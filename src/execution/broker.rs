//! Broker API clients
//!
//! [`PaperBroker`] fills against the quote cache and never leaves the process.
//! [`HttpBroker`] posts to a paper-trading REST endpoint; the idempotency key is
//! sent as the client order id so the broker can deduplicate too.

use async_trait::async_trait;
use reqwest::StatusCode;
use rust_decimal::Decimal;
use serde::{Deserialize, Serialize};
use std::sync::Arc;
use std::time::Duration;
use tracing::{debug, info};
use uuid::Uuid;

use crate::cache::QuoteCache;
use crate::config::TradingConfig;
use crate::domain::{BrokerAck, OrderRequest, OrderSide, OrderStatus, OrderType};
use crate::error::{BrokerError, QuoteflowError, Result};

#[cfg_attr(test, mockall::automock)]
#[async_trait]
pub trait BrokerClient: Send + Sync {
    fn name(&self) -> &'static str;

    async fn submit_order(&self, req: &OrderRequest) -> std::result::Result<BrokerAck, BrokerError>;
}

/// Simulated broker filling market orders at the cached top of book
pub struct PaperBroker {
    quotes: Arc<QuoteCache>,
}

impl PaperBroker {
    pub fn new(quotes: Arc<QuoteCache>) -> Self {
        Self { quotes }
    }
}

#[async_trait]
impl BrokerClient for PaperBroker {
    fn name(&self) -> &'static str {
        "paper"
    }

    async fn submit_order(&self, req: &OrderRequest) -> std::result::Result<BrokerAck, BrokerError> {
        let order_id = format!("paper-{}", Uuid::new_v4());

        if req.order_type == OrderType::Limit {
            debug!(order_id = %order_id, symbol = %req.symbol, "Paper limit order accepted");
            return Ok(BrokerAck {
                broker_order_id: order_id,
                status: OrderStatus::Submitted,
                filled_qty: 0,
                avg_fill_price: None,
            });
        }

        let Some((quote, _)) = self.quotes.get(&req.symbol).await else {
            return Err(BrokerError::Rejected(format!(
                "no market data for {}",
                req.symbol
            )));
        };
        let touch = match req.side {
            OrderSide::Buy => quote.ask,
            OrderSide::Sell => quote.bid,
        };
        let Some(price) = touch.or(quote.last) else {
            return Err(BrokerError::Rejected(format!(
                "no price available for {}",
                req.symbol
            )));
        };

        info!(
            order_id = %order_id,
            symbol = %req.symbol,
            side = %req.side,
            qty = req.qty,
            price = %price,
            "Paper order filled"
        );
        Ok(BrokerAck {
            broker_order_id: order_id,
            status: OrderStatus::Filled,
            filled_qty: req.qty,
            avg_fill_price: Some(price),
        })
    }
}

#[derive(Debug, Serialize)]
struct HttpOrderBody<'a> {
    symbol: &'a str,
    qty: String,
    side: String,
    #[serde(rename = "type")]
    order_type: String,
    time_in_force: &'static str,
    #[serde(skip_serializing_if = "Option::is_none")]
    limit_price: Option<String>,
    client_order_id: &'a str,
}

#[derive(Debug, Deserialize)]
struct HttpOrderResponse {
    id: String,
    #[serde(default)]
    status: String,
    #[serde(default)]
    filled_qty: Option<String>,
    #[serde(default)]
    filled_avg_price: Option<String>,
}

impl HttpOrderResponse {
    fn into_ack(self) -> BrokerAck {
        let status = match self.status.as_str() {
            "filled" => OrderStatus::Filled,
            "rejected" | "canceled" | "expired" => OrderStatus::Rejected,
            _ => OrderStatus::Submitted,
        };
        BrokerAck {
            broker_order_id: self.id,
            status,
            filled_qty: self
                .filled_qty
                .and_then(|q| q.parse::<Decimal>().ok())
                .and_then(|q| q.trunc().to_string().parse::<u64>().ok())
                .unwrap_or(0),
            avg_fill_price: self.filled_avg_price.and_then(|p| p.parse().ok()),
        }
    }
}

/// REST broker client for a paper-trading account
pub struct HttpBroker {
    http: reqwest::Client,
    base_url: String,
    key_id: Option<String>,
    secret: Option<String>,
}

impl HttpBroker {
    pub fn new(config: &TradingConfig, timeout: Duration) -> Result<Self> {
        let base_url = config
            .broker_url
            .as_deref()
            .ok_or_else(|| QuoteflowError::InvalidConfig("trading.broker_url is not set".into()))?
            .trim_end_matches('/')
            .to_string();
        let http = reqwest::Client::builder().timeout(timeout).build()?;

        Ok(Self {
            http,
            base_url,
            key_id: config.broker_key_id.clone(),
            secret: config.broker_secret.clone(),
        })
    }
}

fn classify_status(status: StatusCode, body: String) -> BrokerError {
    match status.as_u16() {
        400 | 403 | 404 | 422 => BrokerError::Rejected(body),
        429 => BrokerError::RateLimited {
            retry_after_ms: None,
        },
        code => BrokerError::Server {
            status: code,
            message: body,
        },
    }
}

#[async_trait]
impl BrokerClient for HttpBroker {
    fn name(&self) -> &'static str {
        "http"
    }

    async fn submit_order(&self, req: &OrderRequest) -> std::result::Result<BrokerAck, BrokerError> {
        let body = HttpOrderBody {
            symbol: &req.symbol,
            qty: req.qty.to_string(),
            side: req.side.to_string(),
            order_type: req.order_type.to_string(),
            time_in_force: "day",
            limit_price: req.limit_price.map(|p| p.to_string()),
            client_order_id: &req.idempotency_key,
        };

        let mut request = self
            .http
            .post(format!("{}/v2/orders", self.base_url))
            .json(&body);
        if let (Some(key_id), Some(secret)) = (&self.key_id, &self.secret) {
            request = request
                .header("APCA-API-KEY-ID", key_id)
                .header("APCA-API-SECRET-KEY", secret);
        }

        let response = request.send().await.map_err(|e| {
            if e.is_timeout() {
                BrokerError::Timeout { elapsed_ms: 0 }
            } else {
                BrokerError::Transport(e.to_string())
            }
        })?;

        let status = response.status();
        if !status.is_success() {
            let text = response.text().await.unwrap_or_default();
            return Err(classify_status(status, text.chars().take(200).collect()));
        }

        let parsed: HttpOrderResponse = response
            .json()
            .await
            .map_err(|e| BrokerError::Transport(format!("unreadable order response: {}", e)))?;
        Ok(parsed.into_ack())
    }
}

○ ○ ○ ○ ○ ○ ○

● **WHAT YOU WILL DO**
Taking the material above, extract exactly and only the lines from the line with "use reqwest::StatusCode;" to the line with "impl BrokerClient for PaperBroker", inclusive of both.

● **RESULT OF THIS EXERCISE**
use reqwest::StatusCode;
use rust_decimal::Decimal;
use serde::{Deserialize, Serialize};
use std::sync::Arc;
use std::time::Duration;
use tracing::{debug, info};
use uuid::Uuid;

use crate::cache::QuoteCache;
use crate::config::TradingConfig;
use crate::domain::{BrokerAck, OrderRequest, OrderSide, OrderStatus, OrderType};
use crate::error::{BrokerError, QuoteflowError, Result};

#[cfg_attr(test, mockall::automock)]
#[async_trait]
pub trait BrokerClient: Send + Sync {
    fn name(&self) -> &'static str;

    async fn submit_order(&self, req: &OrderRequest) -> std::result::Result<BrokerAck, BrokerError>;
}

/// Simulated broker filling market orders at the cached top of book
pub struct PaperBroker {
    quotes: Arc<QuoteCache>,
}

impl PaperBroker {
    pub fn new(quotes: Arc<QuoteCache>) -> Self {
        Self { quotes }
    }
}

#[async_trait]
impl BrokerClient for PaperBroker {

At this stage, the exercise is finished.